- The Washington Times - Sunday, May 27, 2001

Last November when Democrats were coming close to stealing the presidential election from George W. Bush, Cleta Mitchell, a former Democratic member of the Oklahoma legislature, explained in the Wall Street Journal how Democrats wage political war. "The use of government to feed friends and starve enemies is something Democrats know instinctively," she wrote. If Republicans intend to make a difference, they must "commit themselves to learning and practicing the art of political war."

Republicans certainly lack political warfare skills except when they attack their own party´s policies. Republicans are so effete that Bill Clinton survived unprecedented scandals. Who can imagine Democrats picking a softie like Ken Starr to go after a Republican president? Mrs. Mitchell should open a political warfare school for Republicans, but they would probably think themselves too "decent" to attend.

The public gets frustrated with Republicans, because electing Republicans seldom changes anything. In my lifetime, Ronald Reagan was the only Republican president who made a difference. When elections pass the ball to Republicans, they usually fumble.

Even when Republicans do something like President Bush´s tax cut they don´t really do it. The tax rate reduction is phased in over such a long time that Republicans will reap no political gain. "The rich," allegedly a Republican constituency, are deemed to be too fortunate to have their tax rate reduced.

In 1986, the top tax rate was reduced to 28 percent in exchange for repealing the many loopholes that softened the burden of the income tax. It was a fool´s game. Once the loopholes were gone, the tax rates were raised. Republicans led the way. The first George Bush raised the rate 5 percentage points, and Bill Clinton added 7, which came to 1 point per year for 12 years. Now Bush II is reducing the rate 3.6 percentage points, leaving the bulk of the increase in place. If this pattern repeats, the top rate will soon be back to 50 percent.

If tax cuts were unpopular, a person could understand the Republicans´ reluctance to fight for them. But tax cuts are only unpopular with the left wing, who are far from a political majority.

Republicans pretend that they fought hard for Bush II´s tax cut. But it only took one Democratic congressional staffer, John Buckley on the House Ways and Means Committee, to defeat them. He didn´t even need a good argument.

Mr. Buckley concocted a ruse. He claimed that repeal of the Death Tax would be far more costly than even the exaggerated "static" revenue estimates of the Joint Tax Committee staff showed it to be. Mr. Buckley claimed that "the rich" would take advantage of the repeal of the Death Tax to avoid income and capital gains taxes. Children in lower tax brackets would be given income-producing assets, and appreciated assets would be given to dying relatives, who would return it as inheritance with a "step-up" in basis. Thus, income and capital gains tax revenues would be lost on top of the lost revenues from the tax on inheritance.

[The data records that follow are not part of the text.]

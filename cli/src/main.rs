//! CLI entrypoint for llm-consensus
//!
//! This is the main binary that wires together all layers using
//! dependency injection.

use anyhow::{Context, Result};
use clap::Parser;
use consensus_application::{
    ConsensusConfig, LlmGateway, ProgressNotifier, RunConsensusInput, RunConsensusUseCase,
};
use consensus_domain::{Credentials, FanOutStrategy, Question};
use consensus_infrastructure::{
    ConfigLoader, FileConfig, HttpLlmGateway, JsonSchemaVerdictValidator, ProviderDescriptor,
};
use consensus_presentation::{
    AppState, Cli, Command, ConsoleFormatter, OutputFormat, ProgressReporter, ProviderInfo,
    router,
};
use std::sync::Arc;
use std::time::Duration;
use tracing::info;
use tracing_subscriber::EnvFilter;

#[tokio::main]
async fn main() -> Result<()> {
    let cli = Cli::parse();

    // RUST_LOG wins over -v
    let filter = EnvFilter::try_from_default_env().unwrap_or_else(|_| match cli.verbose {
        0 => EnvFilter::new("warn"),
        1 => EnvFilter::new("info"),
        2 => EnvFilter::new("debug"),
        _ => EnvFilter::new("trace"),
    });

    tracing_subscriber::fmt()
        .with_env_filter(filter)
        .with_target(false)
        .with_writer(std::io::stderr)
        .init();

    info!("Starting llm-consensus");

    // === Load Configuration ===
    let file_config = if cli.no_config {
        ConfigLoader::load_defaults()
    } else {
        ConfigLoader::load(cli.config.as_ref()).context("failed to load configuration")?
    };
    let consensus_config = file_config
        .validate()
        .context("invalid configuration")?;

    match cli.command {
        Command::Config => {
            print_config(&cli.config, &file_config, &consensus_config)?;
            Ok(())
        }
        Command::Serve { host, port } => serve(file_config, consensus_config, host, port).await,
        Command::Ask {
            question,
            output,
            sequential,
            keys,
            quiet,
        } => {
            let consensus_config = if sequential {
                consensus_config.with_strategy(FanOutStrategy::Sequential {
                    delay: Duration::from_millis(file_config.consensus.sequential_delay_ms),
                })
            } else {
                consensus_config
            };
            let credentials = keys
                .into_iter()
                .fold(Credentials::new(), |creds, (provider, secret)| {
                    creds.with_key(provider, secret)
                });
            ask(
                &file_config,
                consensus_config,
                question,
                credentials,
                output,
                quiet,
            )
            .await
        }
    }
}

// === Dependency Injection ===
fn build_gateway(
    file_config: &FileConfig,
    consensus_config: &ConsensusConfig,
) -> Result<HttpLlmGateway> {
    let settings = file_config
        .providers
        .to_settings(consensus_config.policy().providers());
    HttpLlmGateway::from_settings(settings).context("failed to create provider gateway")
}

fn build_use_case(
    gateway: Arc<dyn LlmGateway>,
    consensus_config: ConsensusConfig,
) -> Arc<RunConsensusUseCase<dyn LlmGateway>> {
    Arc::new(RunConsensusUseCase::new(
        gateway,
        Arc::new(JsonSchemaVerdictValidator),
        consensus_config,
    ))
}

fn provider_info(descriptor: ProviderDescriptor) -> ProviderInfo {
    ProviderInfo {
        provider: descriptor.provider,
        model: descriptor.model,
        has_default_key: descriptor.has_default_key,
    }
}

async fn serve(
    file_config: FileConfig,
    consensus_config: ConsensusConfig,
    host: Option<String>,
    port: Option<u16>,
) -> Result<()> {
    let mut server = file_config.server.clone();
    if let Some(host) = host {
        server.host = host;
    }
    if let Some(port) = port {
        server.port = port;
    }

    let gateway = build_gateway(&file_config, &consensus_config)?;
    let providers = gateway
        .describe(consensus_config.policy().providers())
        .into_iter()
        .map(provider_info)
        .collect::<Vec<_>>();
    for info in &providers {
        info!(
            "Provider {} -> {} (default key: {})",
            info.provider, info.model, info.has_default_key
        );
    }

    let use_case = build_use_case(Arc::new(gateway), consensus_config);
    let state = AppState::new(use_case, providers).with_version(env!("CARGO_PKG_VERSION"));
    let app = router(Arc::new(state), server.body_limit_bytes);

    let address = server.bind_address();
    let listener = tokio::net::TcpListener::bind(&address)
        .await
        .with_context(|| format!("failed to bind {address}"))?;
    info!("Listening on http://{}", address);

    axum::serve(listener, app)
        .with_graceful_shutdown(shutdown_signal())
        .await
        .context("server error")?;

    info!("Server stopped");
    Ok(())
}

async fn shutdown_signal() {
    if tokio::signal::ctrl_c().await.is_ok() {
        info!("Shutdown requested");
    }
}

async fn ask(
    file_config: &FileConfig,
    consensus_config: ConsensusConfig,
    question: String,
    credentials: Credentials,
    output: OutputFormat,
    quiet: bool,
) -> Result<()> {
    let question = Question::try_new(question).context("question must not be empty")?;

    let gateway = build_gateway(file_config, &consensus_config)?;
    let use_case = build_use_case(Arc::new(gateway), consensus_config);
    let input = RunConsensusInput::new(question.clone()).with_credentials(credentials);

    // JSON output stays machine-readable: no progress bars
    let progress: Option<ProgressReporter> =
        (!quiet && output != OutputFormat::Json).then(ProgressReporter::new);
    let result = match &progress {
        Some(reporter) => {
            use_case
                .execute_with_progress(input, reporter as &dyn ProgressNotifier)
                .await
        }
        None => use_case.execute(input).await,
    };

    let payload = match result {
        Ok(payload) => payload,
        Err(e) => {
            for failure in e.failures() {
                eprintln!("  {failure}");
            }
            return Err(e.into());
        }
    };

    let rendered = match output {
        OutputFormat::Full => ConsoleFormatter::format(question.content(), &payload),
        OutputFormat::Summary => ConsoleFormatter::format_summary(question.content(), &payload),
        OutputFormat::Json => ConsoleFormatter::format_json(&payload),
    };
    println!("{}", rendered);

    Ok(())
}

fn print_config(
    config_path: &Option<std::path::PathBuf>,
    file_config: &FileConfig,
    consensus_config: &ConsensusConfig,
) -> Result<()> {
    for line in ConfigLoader::describe_sources(config_path.as_ref()) {
        println!("{}", line);
    }

    let policy = consensus_config.policy();
    println!();
    println!("Effective settings:");
    println!("  server:         {}", file_config.server.bind_address());
    println!("  body limit:     {} bytes", file_config.server.body_limit_bytes);
    println!("  strategy:       {}", policy.strategy());
    println!("  min successes:  {}", policy.min_successes());
    println!("  banding:        {}", policy.banding().description());
    println!(
        "  judge priority: {}",
        policy
            .judge_priority()
            .order()
            .iter()
            .map(|p| p.as_str())
            .collect::<Vec<_>>()
            .join(" > ")
    );
    println!(
        "  timeout:        {}s",
        consensus_config.execution().request_timeout.as_secs()
    );

    let gateway = build_gateway(file_config, consensus_config)?;
    println!();
    println!("Providers:");
    for descriptor in gateway.describe(policy.providers()) {
        println!(
            "  {:<10} {:<28} default key: {}",
            descriptor.provider.as_str(),
            descriptor.model,
            if descriptor.has_default_key { "set" } else { "not set" }
        );
    }

    Ok(())
}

The Joint Tax Committee staff has a longstanding tradition of rebuffing supply-side economics and refusing to make revenue estimates that take into account the behavioral responses of taxpayers to changes in tax rates. But this time, the Joint Tax Committee staff seized on Mr. Buckley´s ruse and raised its estimate of the revenues lost from repeal of the Death Tax by 61 percent. The ruse left a $250 billion hole in the budget.

Did Republicans call in the staff director of the Joint Tax Committee, Lindy Paull, and remind her that it is not her job to help Democrats sabotage the tax cut? Did they replace Miss Paull with someone who is not a ninny? No. Instead, the Republicans sacrificed the cut in the top tax rate and phased in the repeal of the Death Tax over such a long period that it may never happen.

One Democratic staffer, John Buckley, was more than a match for the Bush administration and the Republican Congress combined. It wasn´t President Bush who called the shots on his tax bill. Nor was it his chief of staff or treasury secretary. Nor was it the Republican chairman of the Ways and Means Committee or the speaker of the House. All of these Republican bigwigs danced to John Buckley´s tune.

That tells you all you need to know about Republicans.

Paul Craig Roberts is a columnist for The Washington Times and is nationally syndicated.